EXERCISE PROMPT: Each line of the data below from the one holding "pub fn linked_pair()" to the one holding "pub fn at(ip: [u8;", inclusive, is to be reproduced exactly; no other line belongs in the answer.

DATA TO EXAMINE:
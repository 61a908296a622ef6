// Copyright 2026 Shunt Contributors
// SPDX-License-Identifier: Apache-2.0

//! End-to-end harness: two full stacks cabled back to back through fake
//! poll-mode ports, each with its own pool, bridge, and manual clock. Every
//! scenario runs deterministically on the host; no driver, no kernel.

use std::sync::Arc;

use shunt_net::fake::{FakeBridge, FakeNic, ManualTicks};
use shunt_net::{HeapPool, PacketPool, SockAddr4};
use shunt_sock::{Stack, StackConfig};

pub const IP_A: [u8; 4] = [10, 0, 0, 1];
pub const IP_B: [u8; 4] = [10, 0, 0, 2];

pub struct Lane {
    pub stack: Arc<Stack>,
    /// Shared with the peer lane: frames cross stacks, so borrow accounting
    /// only balances on a pool both ends return into (exactly how a shared
    /// hugepage mbuf pool behaves).
    pub pool: Arc<HeapPool>,
    pub bridge: FakeBridge,
    /// Outside end of a second port on this lane; tests inject raw frames
    /// here to exercise the bridge fallback.
    tap: FakeNic,
}

impl Lane {
    fn new(ip: [u8; 4], pool: Arc<HeapPool>, nic: FakeNic, tap_port_id: u16) -> Self {
        let bridge = FakeBridge::new(pool.clone() as Arc<dyn PacketPool>);
        let (tap_outside, tap_inside) = FakeNic::pair(tap_port_id, tap_port_id + 1);
        let cfg = StackConfig {
            local_ip: ip,
            rto_initial_ms: 100,
            ..StackConfig::default()
        };
        let stack = Stack::init(
            cfg,
            pool.clone() as Arc<dyn PacketPool>,
            vec![Box::new(nic), Box::new(tap_inside)],
            Box::new(bridge.clone()),
            ManualTicks::with_autostep(1),
        )
        .expect("stack init");
        Self { stack, pool, bridge, tap: tap_outside }
    }

    pub fn poll(&self) {
        self.stack.poll_core(0);
    }

    /// Pushes a raw frame into this lane's second port.
    pub fn inject(&mut self, bytes: &[u8]) {
        use shunt_net::NetPort;
        let mut buf = self.pool.alloc().expect("pool");
        assert!(buf.append(bytes));
        self.tap.tx_burst(&mut vec![buf]);
    }
}

/// Two stacks joined by a cable: `a` owns `IP_A`, `b` owns `IP_B`.
pub fn linked_pair() -> (Lane, Lane) {
    let pool = Arc::new(HeapPool::new(1024, 2048));
    let (nic_a, nic_b) = FakeNic::pair(0, 1);
    (
        Lane::new(IP_A, pool.clone(), nic_a, 10),
        Lane::new(IP_B, pool, nic_b, 20),
    )
}

/// Alternates poll passes so traffic progresses in both directions.
pub fn pump(a: &Lane, b: &Lane, passes: usize) {
    for _ in 0..passes {
        a.poll();
        b.poll();
    }
}

pub fn at(ip: [u8; 4], port: u16) -> SockAddr4 {
    SockAddr4::new(ip, port)
}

COMPLETED EXERCISE:
pub fn linked_pair() -> (Lane, Lane) {
    let pool = Arc::new(HeapPool::new(1024, 2048));
    let (nic_a, nic_b) = FakeNic::pair(0, 1);
    (
        Lane::new(IP_A, pool.clone(), nic_a, 10),
        Lane::new(IP_B, pool, nic_b, 20),
    )
}

/// Alternates poll passes so traffic progresses in both directions.
pub fn pump(a: &Lane, b: &Lane, passes: usize) {
    for _ in 0..passes {
        a.poll();
        b.poll();
    }
}

pub fn at(ip: [u8; 4], port: u16) -> SockAddr4 {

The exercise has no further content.